[Dataset items]
-- -- --
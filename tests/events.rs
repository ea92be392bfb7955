use pellet_chase::events::{GameEvent, ScoreEvent, ScoreReason, SoundCue, TickOutcome};
use speculoos::prelude::*;

#[test]
fn test_score_event_into_game_event() {
    let event: GameEvent = ScoreEvent::points(50, ScoreReason::PowerPellet).into();
    assert_eq!(
        event,
        GameEvent::Score(ScoreEvent {
            score_delta: 50,
            lives_delta: 0,
            reason: ScoreReason::PowerPellet,
        })
    );
}

#[test]
fn test_sound_cue_names() {
    assert_that(&SoundCue::GhostEaten.as_ref()).is_equal_to("ghost_eaten");
    assert_that(&SoundCue::LevelClear.to_string()).is_equal_to("level_clear".to_string());
}

#[test]
fn test_tick_outcome_combines() {
    let outcome = TickOutcome::PELLET | TickOutcome::COMBO;
    assert_that(&outcome.contains(TickOutcome::COMBO)).is_true();
    assert_that(&outcome.intersects(TickOutcome::LIFE_LOST | TickOutcome::GAME_OVER)).is_false();
}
-- -- --
[Problem to solve] From the entries above, extract each line containing "TickOutcome".

[Response area]
use pellet_chase::events::{GameEvent, ScoreEvent, ScoreReason, SoundCue, TickOutcome};
    let outcome = TickOutcome::PELLET | TickOutcome::COMBO;
    assert_that(&outcome.contains(TickOutcome::COMBO)).is_true();
    assert_that(&outcome.intersects(TickOutcome::LIFE_LOST | TickOutcome::GAME_OVER)).is_false();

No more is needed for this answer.